I should note that a few of these websites were for obviously legitimate copies blessed by the copyright owner. One offered Linux distros while another was run by the browser company, Opera.com to distribute their browser. But even these obviously legal ones were almost as scarce as the site for the Pontiac Torrent. The vast majority of the sites offered up were devoted to finding torrents of content that the site owners claim they have no idea is in any way involved with copyright infringement. Wink. Wink.
It's fascinating to game this out. My guess is that Google hasn't paid much attention to the way they're taking over Pirate Bay's business because the indexer is just a big machine that they wound up and set on the floor over ten years ago. To paraphrase Tom Lehrer, "The spiders crawl out, slurping verb and noun. That's not my department says Werner von Braun."
There may even be some weird part of the search engine that is actively reacting to the clicks that people make. The vast hordes of download crazed clickers have effectively dictated that there's really only one meaning of the word "torrent" now. The AI buried in Google is just reacting and reflecting the new reality. There must be some way for them to steer the dreadnought spider toward things like, say, Edwin Arlington Robinson's poem "The Torrent" and away from the unprotected content.
In any case, I think Google is going to have to choose its friends. The torrent sites don't buy ads and they don't seem to sell them either. There were no ads displayed along the searches for "Beaches torrent", "download Indiana Jones", or most of the other searches.
There were two ads available when I typed in "torrent": one for the poor, attention-starved Pontiac car, and another for PirateSpider.com, a site that seems intent on making its name among people with an anathema to picking up the check. I'm not sure of their business model, but I would like to have the backers that are happy to be funding these ads to attract non-paying customers.
Only Google knows how much cash they're raking in from directing people to the torrent sites. The main search pages may not show ads, but you can bump into them pretty easily. PirateSpider, for instance, was showing Google Adwords alongside the searches for freely shared content.
My guess is that they're missing a big opportunity here. Why not send searches for "Beaches torrent" to the page at Amazon or Barnes and Nobel that actually sells the movie? Those companies or any of the other DVD merchants have a business model that can support paying for ads. The content creators can pay for the ads that support the hybrid cars, the free-range protein and the hot tubs. The torrent sites can't.

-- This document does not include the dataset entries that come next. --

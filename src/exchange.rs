//! Request/response exchange with the device.
//!
//! One [`Exchange::exchange`] call runs a full cycle:
//! 1. Pack the command into frames and write each as a report
//! 2. Block for the first read (bounded by `read_timeout`)
//! 3. Poll with non-blocking reads, re-validating the whole accumulated
//!    buffer after every append, until a response reassembles
//! 4. Split the trailing status word off the payload
//!
//! # Example
//!
//! ```
//! use std::time::Duration;
//! use ledger_ssh_agent::exchange::Exchange;
//! use ledger_ssh_agent::protocol::{ins, Command, StatusWord, CLA};
//! use ledger_ssh_agent::transport::SimulatedTransport;
//!
//! let mut device = SimulatedTransport::new();
//! device.queue_response(&[0xAA], StatusWord::SUCCESS);
//!
//! let mut exchange = Exchange::builder(device)
//!     .read_timeout(Duration::from_secs(1))
//!     .build();
//!
//! let command = Command::new(CLA, ins::GET_PUBLIC_KEY, 0, 1, vec![]).unwrap();
//! let result = exchange.exchange(&command).unwrap();
//! assert!(result.status.is_success());
//! assert_eq!(&result.payload[..], &[0xAA]);
//! ```

use std::thread;
use std::time::{Duration, Instant};

use bytes::Bytes;

use crate::error::{FramingError, Result, TransportError};
use crate::protocol::{pack, Command, FrameBuffer, StatusWord, Unpacked};
use crate::transport::Transport;

/// Default time to wait for the user to confirm on the device.
pub const DEFAULT_READ_TIMEOUT: Duration = Duration::from_secs(15);

/// Default sleep between non-blocking reads.
pub const DEFAULT_POLL_INTERVAL: Duration = Duration::from_millis(10);

/// Exchange timing.
#[derive(Debug, Clone, Copy, PartialEq, Eq)]
pub struct ExchangeConfig {
    /// Overall deadline for a complete response.
    pub read_timeout: Duration,
    /// Sleep between polls once the first read came back incomplete.
    pub poll_interval: Duration,
}

impl Default for ExchangeConfig {
    fn default() -> Self {
        Self {
            read_timeout: DEFAULT_READ_TIMEOUT,
            poll_interval: DEFAULT_POLL_INTERVAL,
        }
    }
}

/// Payload and status word of one response.
#[derive(Debug, Clone, PartialEq, Eq)]
pub struct ExchangeResult {
    pub payload: Bytes,
    pub status: StatusWord,
}

/// Builder for [`Exchange`].
pub struct ExchangeBuilder<T> {
    transport: T,
    config: ExchangeConfig,
}

impl<T: Transport> ExchangeBuilder<T> {
    /// Set the overall response deadline.
    ///
    /// Default: 15 seconds
    pub fn read_timeout(mut self, timeout: Duration) -> Self {
        self.config.read_timeout = timeout;
        self
    }

    /// Set the sleep between non-blocking polls.
    ///
    /// Default: 10 milliseconds
    pub fn poll_interval(mut self, interval: Duration) -> Self {
        self.config.poll_interval = interval;
        self
    }

    /// Replace the whole timing configuration.
    pub fn config(mut self, config: ExchangeConfig) -> Self {
        self.config = config;
        self
    }

    pub fn build(self) -> Exchange<T> {
        Exchange {
            transport: self.transport,
            config: self.config,
        }
    }
}

/// Exclusive owner of a device transport.
///
/// `&mut self` on [`exchange`](Self::exchange) keeps one exchange in flight
/// at a time.
pub struct Exchange<T> {
    transport: T,
    config: ExchangeConfig,
}

impl<T: Transport> Exchange<T> {
    /// Exchange with default timing.
    pub fn new(transport: T) -> Self {
        Self::builder(transport).build()
    }

    pub fn builder(transport: T) -> ExchangeBuilder<T> {
        ExchangeBuilder {
            transport,
            config: ExchangeConfig::default(),
        }
    }

    pub fn config(&self) -> &ExchangeConfig {
        &self.config
    }

    pub fn transport(&self) -> &T {
        &self.transport
    }

    pub fn transport_mut(&mut self) -> &mut T {
        &mut self.transport
    }

    pub fn into_transport(self) -> T {
        self.transport
    }

    /// Send `command` and wait for its response.
    ///
    /// The status word is returned uninterpreted.
    pub fn exchange(&mut self, command: &Command) -> Result<ExchangeResult> {
        self.send(command)?;
        let response = self.receive()?;

        if response.len() < 2 {
            tracing::error!("Response of {} bytes carries no status word", response.len());
            return Err(FramingError::MissingStatus(response.len()).into());
        }

        let split = response.len() - 2;
        let status = StatusWord(u16::from_be_bytes([response[split], response[split + 1]]));
        tracing::debug!(ins = command.ins(), %status, len = split, "exchange complete");

        Ok(ExchangeResult {
            payload: response.slice(..split),
            status,
        })
    }

    fn send(&mut self, command: &Command) -> Result<()> {
        let frames = pack(&command.to_bytes())?;

        for frame in &frames {
            let report = frame.to_report();
            match self.transport.write(&report) {
                Ok(n) if n == report.len() => {}
                Ok(n) => {
                    tracing::error!("Short write to device: {} of {} bytes", n, report.len());
                    return Err(TransportError::WriteFailed(std::io::Error::new(
                        std::io::ErrorKind::WriteZero,
                        format!("short write: {} of {} bytes", n, report.len()),
                    ))
                    .into());
                }
                Err(e) => {
                    tracing::error!("Write to device failed: {}", e);
                    return Err(TransportError::WriteFailed(e).into());
                }
            }
        }
        Ok(())
    }

    fn receive(&mut self) -> Result<Bytes> {
        let started = Instant::now();
        let mut buffer = FrameBuffer::new();
        let mut wait = self.config.read_timeout;

        loop {
            let chunk = self.transport.read(wait).map_err(|e| {
                tracing::error!("Read from device failed: {}", e);
                TransportError::ReadFailed(e)
            })?;
            wait = Duration::ZERO;

            let received = match chunk {
                Some(chunk) if !chunk.is_empty() => {
                    match buffer.push(&chunk) {
                        Ok(Unpacked::Complete(message)) => return Ok(message),
                        Ok(Unpacked::Incomplete) => true,
                        Err(e) => {
                            tracing::error!("Invalid response frame: {}", e);
                            return Err(e.into());
                        }
                    }
                }
                _ => false,
            };

            // The deadline covers the whole response, however it trickles in.
            if started.elapsed() >= self.config.read_timeout {
                tracing::warn!(
                    buffered = buffer.len(),
                    "read timeout (forgot to confirm on device?)"
                );
                return Err(TransportError::Timeout(self.config.read_timeout).into());
            }
            if !received {
                thread::sleep(self.config.poll_interval);
            }
        }
    }
}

Of course, there's one problem in directing sites like "Beaches Torrent" to a website that actually sells legit copies. The users will stop clicking on these and then well, where would we be? Perhaps people would develop a new slang word. ISO seems to be a rising term that seems to apply more to complete rips of DVDs than to the International Standards Organization or the personals section. But at least the Pontiac Torrent will be locatable again on the web.
I think things look bad for Pirate Bay. While they may enjoy their time in the spotlight and they may even manage to throw enough logical sabots into the Swedish legal system, Google and this vast army of volunteers is slowly grabbing all of the traffic. You might say that Google and the others were offering a free version of a resource that Pirate Bay pioneered and put behind a paywall. It couldn't happen to nicer people.